一方日本電産には、シャープを成長させたものの“液晶一辺倒”の巨額投資で危機を招いた片山幹雄元社長(58)が移っています。片山氏は、代表取締役副会長という好待遇で迎えられました。財務部門のトップだった大西徹夫元副社長(62)も同社に移っています。日本電産の永守重信会長兼社長(71)は引き抜きを否定してはいますが、シャープから300人規模の退職者受け入れを表明しているという現状があります。このように鴻海傘下での再建の不安に駆られる社員の流出はまだまだ続くと考えられるでしょう。
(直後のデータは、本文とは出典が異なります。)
//! # Dynamic Iteration
//!
//! Iteration over a component set chosen at run time.
//!
//! A [`DynamicVisitor`] pairs a [`Signature`] (the ordered parameter list
//! `(Entity, C1, .., Ck)`) with a type-erased callback. The registry resolves
//! one storage per declared component, then runs the same shortest-driver
//! join as the typed helpers, handing the callback a [`DynamicArgs`] slot
//! list instead of statically bound references.
//!
//! ## Cost
//!
//! Every visited entity costs a storage scan, a small allocation for the
//! argument list and one `Any` downcast per component. Prefer
//! [`Registry::iterate2`] and friends on hot paths; use this where the
//! arity is only known at run time.
//!
//! ## Example
//!
//! ```
//! use strata_ecs::{DynamicVisitor, Entity, Registry, Signature};
//!
//! struct Health(u32);
//! struct Poison(u32);
//!
//! let mut registry = Registry::new();
//! let e = Entity::from_raw(0);
//! registry.emplace(e, Health(10));
//! registry.emplace(e, Poison(3));
//!
//! // Closure form: the signature is read from the parameter types.
//! registry.iterate_dynamic(|_: Entity, hp: &mut Health, poison: &mut Poison| {
//!     hp.0 -= poison.0;
//! });
//!
//! // Descriptor form: the signature is assembled explicitly.
//! let signature = Signature::new().entity().component::<Health>();
//! registry.iterate_dynamic(DynamicVisitor::new(signature, |_, args| {
//!     if let Some(hp) = args.get::<Health>(0) {
//!         hp.0 += 1;
//!     }
//! }));
//!
//! assert_eq!(registry.get::<Health>(e).map(|h| h.0), Some(8));
//! ```

use std::any::Any;

use super::component::{first_duplicate, Component, ComponentKey};
use super::entity::Entity;
use super::registry::Registry;
use super::sparse_set::ErasedStorage;
use crate::error::{EcsError, EcsResult};

/// One declared parameter of a dynamic visitor.
#[derive(Clone, Copy, Debug, PartialEq, Eq)]
pub enum Param {
    /// The entity handle.
    Entity,
    /// A mutable reference to a component of the given type.
    Component(ComponentKey),
}

/// Ordered parameter list of a dynamic visitor.
///
/// Well-formed signatures start with [`Param::Entity`] and declare at least
/// one component after it.
#[derive(Clone, Debug, Default, PartialEq, Eq)]
pub struct Signature {
    params: Vec<Param>,
}

impl Signature {
    /// Creates an empty signature.
    #[must_use]
    pub fn new() -> Self {
        Self::default()
    }

    /// Appends an entity handle parameter.
    #[must_use]
    pub fn entity(mut self) -> Self {
        self.params.push(Param::Entity);
        self
    }

    /// Appends a component parameter of type `C`.
    #[must_use]
    pub fn component<C: Component>(self) -> Self {
        self.with_key(ComponentKey::of::<C>())
    }

    /// Appends a component parameter by key.
    #[must_use]
    pub fn with_key(mut self, key: ComponentKey) -> Self {
        self.params.push(Param::Component(key));
        self
    }

    /// The declared parameters, in order.
    #[must_use]
    pub fn params(&self) -> &[Param] {
        &self.params
    }

    /// Checks the signature shape and returns the component keys in order.
    ///
    /// # Errors
    ///
    /// - [`EcsError::MissingEntityParam`] if the first parameter is not the
    ///   entity handle.
    /// - [`EcsError::UnexpectedEntityParam`] if the handle appears again.
    /// - [`EcsError::NoComponentParams`] if no component is declared.
    /// - [`EcsError::DuplicateComponent`] if a component type repeats.
    pub fn validate(&self) -> EcsResult<Vec<ComponentKey>> {
        let Some((Param::Entity, rest)) = self.params.split_first() else {
            return Err(EcsError::MissingEntityParam);
        };

        let mut keys = Vec::with_capacity(rest.len());
        for (offset, param) in rest.iter().enumerate() {
            match param {
                Param::Entity => {
                    return Err(EcsError::UnexpectedEntityParam {
                        position: offset + 1,
                    })
                }
                Param::Component(key) => keys.push(*key),
            }
        }

        if keys.is_empty() {
            return Err(EcsError::NoComponentParams);
        }
        if let Some(key) = first_duplicate(&keys) {
            return Err(EcsError::DuplicateComponent { name: key.name() });
        }
        Ok(keys)
    }
}

/// Component arguments for one visited entity.
///
/// Slot `i` holds the component declared at signature position `i + 1`
/// (position 0 is the entity handle, passed separately).
pub struct DynamicArgs<'a> {
    keys: &'a [ComponentKey],
    slots: Vec<Option<&'a mut dyn Any>>,
    cursor: usize,
}

impl<'a> DynamicArgs<'a> {
    /// Number of component slots.
    #[must_use]
    pub fn len(&self) -> usize {
        self.slots.len()
    }

    /// Checks if there are no component slots.
    #[must_use]
    pub fn is_empty(&self) -> bool {
        self.slots.is_empty()
    }

    /// Component type declared for slot `index`.
    #[must_use]
    pub fn key(&self, index: usize) -> Option<ComponentKey> {
        self.keys.get(index).copied()
    }

    /// Borrows slot `index` as a `C`.
    ///
    /// `None` if the slot is out of range, was taken, or holds another type.
    pub fn get<C: Component>(&mut self, index: usize) -> Option<&mut C> {
        self.slots.get_mut(index)?.as_deref_mut()?.downcast_mut::<C>()
    }

    /// Borrows slot `index` as `Any`.
    pub fn get_any(&mut self, index: usize) -> Option<&mut dyn Any> {
        self.slots.get_mut(index)?.as_deref_mut()
    }

    /// Moves slot `index` out as a `C`, for the full visit.
    ///
    /// Unlike [`get`](Self::get), several taken slots can be held at once.
    /// A slot of another type is left in place.
    pub fn take<C: Component>(&mut self, index: usize) -> Option<&'a mut C> {
        let slot = self.slots.get_mut(index)?;
        if !slot.as_deref().is_some_and(|value| value.is::<C>()) {
            return None;
        }
        slot.take()?.downcast_mut::<C>()
    }

    /// Takes the next slot in declaration order.
    fn take_next<C: Component>(&mut self) -> Option<&'a mut C> {
        let index = self.cursor;
        self.cursor += 1;
        self.take(index)
    }
}

type Callback<'f> = Box<dyn FnMut(Entity, &mut DynamicArgs<'_>) + 'f>;

/// A run-time described visitor.
pub struct DynamicVisitor<'f> {
    signature: Signature,
    callback: Callback<'f>,
}

impl<'f> DynamicVisitor<'f> {
    /// Pairs a signature with a callback.
    ///
    /// The signature is only checked when the visitor is run.
    pub fn new<F>(signature: Signature, callback: F) -> Self
    where
        F: FnMut(Entity, &mut DynamicArgs<'_>) + 'f,
    {
        Self {
            signature,
            callback: Box::new(callback),
        }
    }

    /// The declared parameters.
    #[must_use]
    pub fn signature(&self) -> &Signature {
        &self.signature
    }
}

/// Conversion into a [`DynamicVisitor`].
///
/// Implemented for `DynamicVisitor` itself and for closures of the shape
/// `FnMut(Entity, &mut C1, .., &mut Ck)` with `k` from 1 to 6, whose
/// signature is derived from the parameter types.
pub trait IntoDynamicVisitor<'f, Marker> {
    /// Performs the conversion.
    fn into_visitor(self) -> DynamicVisitor<'f>;
}

impl<'f> IntoDynamicVisitor<'f, ()> for DynamicVisitor<'f> {
    fn into_visitor(self) -> DynamicVisitor<'f> {
        self
    }
}

macro_rules! impl_into_visitor {
    ($($ty:ident),+) => {
        impl<'f, F, $($ty: Component),+> IntoDynamicVisitor<'f, fn(Entity, $(&mut $ty),+)> for F
        where
            F: FnMut(Entity, $(&mut $ty),+) + 'f,
        {
            fn into_visitor(mut self) -> DynamicVisitor<'f> {
                let signature = Signature::new().entity()$(.component::<$ty>())+;
                DynamicVisitor::new(signature, move |entity, args| {
                    #[allow(non_snake_case)]
                    let ($(Some($ty),)+) = ($(args.take_next::<$ty>(),)+) else {
                        return;
                    };
                    self(entity, $($ty),+);
                })
            }
        }
    };
}

impl_into_visitor!(A);
impl_into_visitor!(A, B);
impl_into_visitor!(A, B, C);
impl_into_visitor!(A, B, C, D);
impl_into_visitor!(A, B, C, D, E);
impl_into_visitor!(A, B, C, D, E, G);

impl Registry {
    /// Visits every entity holding all components a run-time visitor
    /// declares.
    ///
    /// Accepts either a closure `FnMut(Entity, &mut C1, .., &mut Ck)` or an
    /// explicit [`DynamicVisitor`]. Returns the number of entities visited;
    /// zero if any declared type was never registered.
    ///
    /// Markedly slower per entity than the typed helpers, since every visit
    /// allocates an argument list and downcasts each component.
    ///
    /// # Panics
    ///
    /// Panics if the signature is malformed (see [`Signature::validate`]).
    pub fn iterate_dynamic<'f, M>(&mut self, visitor: impl IntoDynamicVisitor<'f, M>) -> usize {
        match self.try_iterate_dynamic(visitor) {
            Ok(visited) => visited,
            Err(err) => panic!("{err}"),
        }
    }

    /// Like [`iterate_dynamic`](Self::iterate_dynamic), but reports a
    /// malformed signature as an error instead of panicking.
    ///
    /// # Errors
    ///
    /// Returns the error from [`Signature::validate`].
    pub fn try_iterate_dynamic<'f, M>(
        &mut self,
        visitor: impl IntoDynamicVisitor<'f, M>,
    ) -> EcsResult<usize> {
        let DynamicVisitor {
            signature,
            mut callback,
        } = visitor.into_visitor();
        let keys = signature.validate()?;

        let mut resolved: Vec<Option<&mut Box<dyn ErasedStorage>>> =
            keys.iter().map(|_| None).collect();
        for (key, storage) in &mut self.storages {
            if let Some(position) = keys.iter().position(|k| k == key) {
                resolved[position] = Some(storage);
            }
        }
        let Some(mut storages) = resolved.into_iter().collect::<Option<Vec<_>>>() else {
            tracing::trace!(?keys, "dynamic iteration skipped: storage missing");
            return Ok(0);
        };

        let lens: Vec<usize> = storages.iter().map(|storage| storage.len()).collect();
        let driver = lens
            .iter()
            .enumerate()
            .min_by_key(|&(_, len)| len)
            .map_or(0, |(i, _)| i);

        let mut visited = 0;
        for i in 0..lens[driver] {
            let entity = storages[driver].dense()[i];
            if !storages.iter().all(|storage| storage.contains(entity)) {
                continue;
            }

            let slots: Vec<Option<&mut dyn Any>> = storages
                .iter_mut()
                .map(|storage| storage.get_erased_mut(entity))
                .collect();
            let mut args = DynamicArgs {
                keys: &keys,
                slots,
                cursor: 0,
            };
            callback(entity, &mut args);
            visited += 1;
        }
        Ok(visited)
    }
}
このような事態に対し、台湾北部・新北市の鴻海本社で2016年6月22日に開かれた株主総会で、郭台銘(英語名:テリー・ゴウ)会長は、「退職した人材は『流出』したのではなく、シャープの液晶事業をダメにしたので、敵陣にいったのは良かった」と話していますが事実、優秀な人材が他社に流れて行ってしまっていくのを黙って見ていられない株主達の反論が膨れています。そのため若手社員の育成にも意欲的に取り組み、再建を目指すために株主の懸念を払拭することに懸命です。

鴻海傘下での再建を目指すシャープ

鴻海は、国内外で7千人程度の人員削減や海外拠点を整理する可能性があることを認めています。シャープ再建に向けて人件費を抑えることでコストを下げることも必要とはいえ、優秀な人材を引き止めることも簡単にはいかないことでしょう。シャープの元幹部や重要なポストに就いていた人材が競合他社に移っていることからも見受けられますが、国内の大手電機メーカーは「鴻海傘下でのシャープから優秀な人材を獲得することも視野に入れているはずだ」、と株主から声が挙がっているのも実情です。

まとめ

人材流出が加速しているシャープですが、鴻海が示すとおり若手人材の育成を強化していくこと、またすでに抱えている優秀な人材が他社に引き抜かれないように待遇を見直すなど今後の課題は山積みのようです。日本を代表する企業なだけに目の付け所をシャープに頑張っていってほしい。